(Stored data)
....
//! Relational-file adapter: one in-memory SQLite engine whose entire
//! database image is the durable artifact.
//!
//! The image lives under a single fixed key in the key-value store. It is
//! loaded (or bootstrapped) on first use, mutated in memory by every record
//! operation, and re-exported and rewritten whole after each successful
//! mutation. One async mutex serializes initialize-mutate-persist per call,
//! so concurrent callers cannot overwrite each other's durable image.

use crate::core::{LOCAL_USER_ID, NewPrompt, Prompt, Result, VaultError};
use crate::kvstore::{KvDatabase, OpenHooks};
use chrono::{DateTime, SecondsFormat, Utc};
use rusqlite::{Connection, DatabaseName, params};
use std::path::PathBuf;
use tempfile::NamedTempFile;
use tokio::sync::{Mutex, MutexGuard};

/// Fixed logical names of the persisted image. These form the compatibility
/// contract with any previously stored image and must not change.
pub const DB_NAME: &str = "PromptVaultSQLiteDB";
pub const DB_VERSION: u32 = 1;
pub const STORE_NAME: &str = "sqlite_db_store";
pub const DB_KEY: &str = "prompt_vault_db_file";

// On-disk schema. Column names differ from the record shape on purpose
// (`image` vs `image_url`, `createdAt` vs `created_at`); the mapping happens
// at the row boundary below.
const CREATE_TABLE_SQL: &str = "\
CREATE TABLE prompts (
    id TEXT PRIMARY KEY,
    title TEXT NOT NULL,
    text TEXT NOT NULL,
    image TEXT,
    createdAt TEXT NOT NULL
);";

const SELECT_ALL_SQL: &str =
    "SELECT id, title, text, image, createdAt FROM prompts ORDER BY createdAt DESC";
const INSERT_SQL: &str =
    "INSERT INTO prompts (id, title, text, image, createdAt) VALUES (?1, ?2, ?3, ?4, ?5)";
const UPDATE_SQL: &str = "UPDATE prompts SET title = ?1, text = ?2, image = ?3 WHERE id = ?4";
const DELETE_SQL: &str = "DELETE FROM prompts WHERE id = ?1";

type Clock = Box<dyn Fn() -> DateTime<Utc> + Send + Sync>;

/// Engine lifecycle: `Uninitialized` until the first operation, then `Ready`
/// for the rest of the process lifetime. The loading transition happens
/// inside one lock acquisition, so at most one caller ever initializes.
enum StoreState {
    Uninitialized,
    Ready { engine: Connection, kv: KvDatabase },
}

impl StoreState {
    fn parts(&mut self) -> Result<(&mut Connection, &KvDatabase)> {
        match self {
            StoreState::Ready { engine, kv } => Ok((engine, kv)),
            StoreState::Uninitialized => {
                Err(VaultError::Storage("Prompt store is not initialized".to_string()))
            }
        }
    }
}

/// The one engine instance over the persisted prompt database.
pub struct PromptStore {
    data_dir: PathBuf,
    clock: Clock,
    state: Mutex<StoreState>,
}

impl std::fmt::Debug for PromptStore {
    fn fmt(&self, f: &mut std::fmt::Formatter<'_>) -> std::fmt::Result {
        f.debug_struct("PromptStore")
            .field("data_dir", &self.data_dir)
            .finish_non_exhaustive()
    }
}

impl PromptStore {
    /// Create a store over `data_dir`. Nothing is opened until the first
    /// operation.
    pub fn new(data_dir: impl Into<PathBuf>) -> Self {
        Self::with_clock(data_dir, Utc::now)
    }

    /// Create a store with an injected clock. Identifiers and creation
    /// timestamps are derived from it.
    pub fn with_clock(
        data_dir: impl Into<PathBuf>,
        clock: impl Fn() -> DateTime<Utc> + Send + Sync + 'static,
    ) -> Self {
        Self {
            data_dir: data_dir.into(),
            clock: Box::new(clock),
            state: Mutex::new(StoreState::Uninitialized),
        }
    }

    /// All records, most recently created first.
    pub async fn list_all(&self) -> Result<Vec<Prompt>> {
        let mut state = self.lock_ready().await?;
        let (engine, _) = state.parts()?;
        let mut stmt = engine.prepare(SELECT_ALL_SQL)?;
        let rows = stmt.query_map([], |row| {
            Ok(Prompt {
                id: row.get(0)?,
                title: row.get(1)?,
                text: row.get(2)?,
                image_url: row.get(3)?,
                user_id: LOCAL_USER_ID.to_string(),
                created_at: row.get(4)?,
            })
        })?;
        let mut prompts = Vec::new();
        for row in rows {
            prompts.push(row?);
        }
        Ok(prompts)
    }

    /// Stamp identity fields onto `fields`, insert the row, persist the
    /// image, and return the constructed record.
    pub async fn insert(&self, fields: NewPrompt) -> Result<Prompt> {
        let mut state = self.lock_ready().await?;
        let (engine, kv) = state.parts()?;
        let now = (self.clock)();
        let prompt = Prompt {
            id: now.timestamp_millis().to_string(),
            title: fields.title,
            text: fields.text,
            image_url: fields.image_url,
            user_id: LOCAL_USER_ID.to_string(),
            created_at: now.to_rfc3339_opts(SecondsFormat::Millis, true),
        };
        engine.execute(
            INSERT_SQL,
            params![prompt.id, prompt.title, prompt.text, prompt.image_url, prompt.created_at],
        )?;
        persist(engine, kv).await?;
        tracing::debug!(id = %prompt.id, "inserted prompt");
        Ok(prompt)
    }

    /// Overwrite title/text/image of the row matching `prompt.id`; identity
    /// fields are immutable. Returns the record as given without verifying a
    /// row matched.
    pub async fn update(&self, prompt: Prompt) -> Result<Prompt> {
        let mut state = self.lock_ready().await?;
        let (engine, kv) = state.parts()?;
        engine.execute(
            UPDATE_SQL,
            params![prompt.title, prompt.text, prompt.image_url, prompt.id],
        )?;
        persist(engine, kv).await?;
        tracing::debug!(id = %prompt.id, "updated prompt");
        Ok(prompt)
    }

    /// Delete the row matching `id`. Deleting an absent id is a no-op.
    pub async fn delete(&self, id: &str) -> Result<()> {
        let mut state = self.lock_ready().await?;
        let (engine, kv) = state.parts()?;
        engine.execute(DELETE_SQL, params![id])?;
        persist(engine, kv).await?;
        tracing::debug!(id = %id, "deleted prompt");
        Ok(())
    }

    /// Insert a whole batch inside one engine transaction.
    ///
    /// Item identifiers offset the base timestamp by the item's position, so
    /// a batch completing within one millisecond still gets distinct ids.
    /// A mid-batch failure rolls the engine back before anything is
    /// persisted; the durable image reflects the full batch or none of it.
    pub async fn bulk_insert(&self, records: Vec<NewPrompt>) -> Result<()> {
        let mut state = self.lock_ready().await?;
        let (engine, kv) = state.parts()?;
        let now = (self.clock)();
        let base_millis = now.timestamp_millis();
        let created_at = now.to_rfc3339_opts(SecondsFormat::Millis, true);
        let count = records.len();
        {
            // Rolls back on drop if any insert below fails.
            let tx = engine.transaction()?;
            {
                let mut stmt = tx.prepare(INSERT_SQL)?;
                for (index, record) in records.iter().enumerate() {
                    let id = (base_millis + index as i64).to_string();
                    stmt.execute(params![id, record.title, record.text, record.image_url, created_at])?;
                }
            }
            tx.commit()?;
        }
        persist(engine, kv).await?;
        tracing::debug!(count, "bulk-inserted prompts");
        Ok(())
    }

    /// Lock the state, initializing it first if this is the first operation.
    async fn lock_ready(&self) -> Result<MutexGuard<'_, StoreState>> {
        let mut state = self.state.lock().await;
        if matches!(*state, StoreState::Uninitialized) {
            *state = self.initialize().await?;
        }
        Ok(state)
    }

    /// Open the key-value store, fetch the stored image and construct the
    /// engine from it, or bootstrap an empty schema and persist it right
    /// away. Runs at most once per store instance.
    async fn initialize(&self) -> Result<StoreState> {
        let kv = KvDatabase::open(
            &self.data_dir,
            DB_NAME,
            DB_VERSION,
            OpenHooks {
                upgrade: Some(Box::new(|upgrade| upgrade.create_object_store(STORE_NAME))),
                ..OpenHooks::default()
            },
        )
        .await?;

        let engine = match kv.get(STORE_NAME, DB_KEY).await? {
            Some(image) => {
                let engine = load_image(&image)?;
                tracing::info!(bytes = image.len(), "restored prompt database image");
                engine
            }
            None => {
                let mut engine = Connection::open_in_memory()?;
                engine.execute_batch(CREATE_TABLE_SQL)?;
                persist(&mut engine, &kv).await?;
                tracing::info!("bootstrapped empty prompt database");
                engine
            }
        };

        Ok(StoreState::Ready { engine, kv })
    }
}

// ============================================================================
// Image export / restore
// ============================================================================

/// Export the engine's full image and overwrite the stored one.
async fn persist(engine: &mut Connection, kv: &KvDatabase) -> Result<()> {
    let image = export_image(engine)?;
    kv.put(STORE_NAME, DB_KEY, &image).await?;
    tracing::debug!(bytes = image.len(), "persisted prompt database image");
    Ok(())
}

/// Serialize the whole in-memory database through a spool file.
fn export_image(engine: &Connection) -> Result<Vec<u8>> {
    let spool = spool_file()?;
    engine.backup(DatabaseName::Main, spool.path(), None)?;
    std::fs::read(spool.path())
        .map_err(|e| VaultError::Storage(format!("Failed to read exported image: {e}")))
}

/// Reconstruct an in-memory engine from stored image bytes.
fn load_image(image: &[u8]) -> Result<Connection> {
    let spool = spool_file()?;
    std::fs::write(spool.path(), image)
        .map_err(|e| VaultError::Storage(format!("Failed to spool stored image: {e}")))?;
    let mut engine = Connection::open_in_memory()?;
    engine.restore(DatabaseName::Main, spool.path(), None::<fn(rusqlite::backup::Progress)>)?;
    Ok(engine)
}

fn spool_file() -> Result<NamedTempFile> {
    NamedTempFile::new().map_err(|e| VaultError::Storage(format!("Failed to create spool file: {e}")))
}
//! Durable storage for prompt records.

mod prompt_store;

pub use prompt_store::{DB_KEY, DB_NAME, DB_VERSION, PromptStore, STORE_NAME};
impl KvDatabase {
    /// Open (creating or upgrading if needed) the database `name` under
    /// `root`.
    ///
    /// If the stored version is lower than `version` (or the database does
    /// not exist yet), `hooks.upgrade` runs before the open completes and the
    /// new version is recorded. Requesting a version lower than the stored
    /// one is an error.
    pub async fn open(
        root: impl AsRef<Path>,
        name: &str,
        version: u32,
        mut hooks: OpenHooks,
    ) -> Result<Self> {
        let dir = root.as_ref().join(name);

        wait_for_older_connections(&dir, version, hooks.blocked.take()).await?;

        tokio::fs::create_dir_all(&dir)
            .await
            .map_err(|e| VaultError::Storage(format!("Failed to create database directory: {e}")))?;

        let meta_path = dir.join(META_FILE);
        let existing = match tokio::fs::read(&meta_path).await {
            Ok(bytes) => Some(
                serde_json::from_slice::<StoreMeta>(&bytes)
                    .map_err(|e| VaultError::Serialization(format!("Malformed metadata for '{name}': {e}")))?,
            ),
            Err(e) if e.kind() == ErrorKind::NotFound => None,
            Err(e) => {
                return Err(VaultError::Storage(format!("Failed to read metadata for '{name}': {e}")));
            }
        };

        let meta = match existing {
            Some(meta) if meta.version > version => {
                return Err(VaultError::VersionMismatch { requested: version, stored: meta.version });
            }
            Some(meta) if meta.version == version => meta,
            older => {
                let mut meta = older.unwrap_or(StoreMeta { version: 0, stores: Vec::new() });
                let from = meta.version;
                if let Some(upgrade) = hooks.upgrade.take() {
                    let mut handle = Upgrade { dir: &dir, meta: &mut meta };
                    upgrade(&mut handle)?;
                }
                meta.version = version;
                write_meta(&dir, &meta_path, &meta).await?;
                tracing::info!(database = name, from, to = version, "upgraded key-value database");
                meta
            }
        };

        let closed = Arc::new(AtomicBool::new(false));
        let conn_id = NEXT_CONN_ID.fetch_add(1, Ordering::Relaxed);
        REGISTRY.lock()?.push(ConnEntry {
            id: conn_id,
            dir: dir.clone(),
            version,
            closed: closed.clone(),
            blocking: hooks.blocking.take().map(Arc::from),
        });

        Ok(Self {
            dir,
            name: name.to_string(),
            version,
            stores: meta.stores,
            conn_id,
            closed,
            terminated: hooks.terminated.take(),
            terminated_fired: AtomicBool::new(false),
        })
    }

    pub fn name(&self) -> &str {
        &self.name
    }

    pub fn version(&self) -> u32 {
        self.version
    }

    pub fn object_store_names(&self) -> &[String] {
        &self.stores
    }

    /// Open an explicit transaction over the named stores.
    pub fn transaction(&self, stores: &[&str], mode: TransactionMode) -> Result<Transaction<'_>> {
        if stores.is_empty() {
            return Err(VaultError::Storage(
                "Transaction requires at least one object store".to_string(),
            ));
        }
        for store in stores {
            if !self.stores.iter().any(|s| s == store) {
                return Err(VaultError::StoreNotFound((*store).to_string()));
            }
        }
        Ok(Transaction::new(self, stores, mode))
    }

    /// Read one value through a short-lived read-only transaction.
    pub async fn get(&self, store: &str, key: &str) -> Result<Option<Vec<u8>>> {
        let tx = self.transaction(&[store], TransactionMode::ReadOnly)?;
        let value = tx.get(key).await?;
        tx.commit().await?;
        Ok(value)
    }

    /// Write one value through a short-lived read-write transaction.
    pub async fn put(&self, store: &str, key: &str, value: &[u8]) -> Result<()> {
        let mut tx = self.transaction(&[store], TransactionMode::ReadWrite)?;
        tx.put(key, value)?;
        tx.commit().await
    }

    /// Delete one key through a short-lived read-write transaction.
    /// Deleting an absent key is a no-op.
    pub async fn delete(&self, store: &str, key: &str) -> Result<()> {
        let mut tx = self.transaction(&[store], TransactionMode::ReadWrite)?;
        tx.delete(key)?;
        tx.commit().await
    }

    /// Remove every value in one store.
    pub async fn clear(&self, store: &str) -> Result<()> {
        let mut tx = self.transaction(&[store], TransactionMode::ReadWrite)?;
        tx.clear()?;
        tx.commit().await
    }

    /// Close the connection and release its registry slot. Idempotent;
    /// also runs on drop.
    pub fn close(&self) {
        if self.closed.swap(true, Ordering::AcqRel) {
            return;
        }
        if let Ok(mut registry) = REGISTRY.lock() {
            registry.retain(|entry| entry.id != self.conn_id);
        }
        tracing::debug!(database = %self.name, "closed key-value database");
    }

    /// Fail fast if the connection is closed or the backing database was
    /// destroyed underneath us (firing the `terminated` hook once).
    pub(crate) async fn ensure_live(&self) -> Result<()> {
        if self.closed.load(Ordering::Acquire) {
            return Err(VaultError::Storage(format!("Database '{}' is closed", self.name)));
        }
        match tokio::fs::try_exists(self.dir.join(META_FILE)).await {
            Ok(true) => Ok(()),
            Ok(false) => {
                self.terminate();
                Err(VaultError::Storage(format!("Database '{}' was terminated", self.name)))
            }
            Err(e) => Err(VaultError::Storage(format!("Failed to check database '{}': {e}", self.name))),
        }
    }

    fn terminate(&self) {
        if !self.terminated_fired.swap(true, Ordering::AcqRel) {
            tracing::warn!(database = %self.name, "key-value database terminated unexpectedly");
            if let Some(hook) = &self.terminated {
                hook();
            }
        }
        self.close();
    }

    pub(crate) fn store_dir(&self, store: &str) -> PathBuf {
        self.dir.join(STORES_DIR).join(store)
    }

    pub(crate) fn value_path(&self, store: &str, key: &str) -> PathBuf {
        self.store_dir(store).join(format!("{}.val", encode_key(key)))
    }

    /// Replace the value file atomically: write a uniquely named temp file in
    /// the same directory, then rename over the destination.
    pub(crate) async fn write_value(&self, store: &str, key: &str, value: &[u8]) -> Result<()> {
        let path = self.value_path(store, key);
        let tmp = path.with_extension(format!("tmp{}", TMP_SEQ.fetch_add(1, Ordering::Relaxed)));
        tokio::fs::write(&tmp, value)
            .await
            .map_err(|e| VaultError::Storage(format!("Failed to write '{key}' in '{store}': {e}")))?;
        tokio::fs::rename(&tmp, &path)
            .await
            .map_err(|e| VaultError::Storage(format!("Failed to commit '{key}' in '{store}': {e}")))?;
        Ok(())
    }

    pub(crate) async fn remove_value(&self, store: &str, key: &str) -> Result<()> {
        match tokio::fs::remove_file(self.value_path(store, key)).await {
            Ok(()) => Ok(()),
            Err(e) if e.kind() == ErrorKind::NotFound => Ok(()),
            Err(e) => Err(VaultError::Storage(format!("Failed to delete '{key}' in '{store}': {e}"))),
        }
    }

    pub(crate) async fn clear_store(&self, store: &str) -> Result<()> {
        let dir = self.store_dir(store);
        let mut entries = tokio::fs::read_dir(&dir)
            .await
            .map_err(|e| VaultError::Storage(format!("Failed to list store '{store}': {e}")))?;
        while let Some(entry) = entries
            .next_entry()
            .await
            .map_err(|e| VaultError::Storage(format!("Failed to list store '{store}': {e}")))?
        {
            tokio::fs::remove_file(entry.path())
                .await
                .map_err(|e| VaultError::Storage(format!("Failed to clear store '{store}': {e}")))?;
        }
        Ok(())
    }
}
....
# WHAT TO WORK ON
Find each line in the records holding the string "params" and show it.

# PROBLEM SOLUTION
use rusqlite::{Connection, DatabaseName, params};
            params![prompt.id, prompt.title, prompt.text, prompt.image_url, prompt.created_at],
            params![prompt.title, prompt.text, prompt.image_url, prompt.id],
        engine.execute(DELETE_SQL, params![id])?;
                    stmt.execute(params![id, record.title, record.text, record.image_url, created_at])?;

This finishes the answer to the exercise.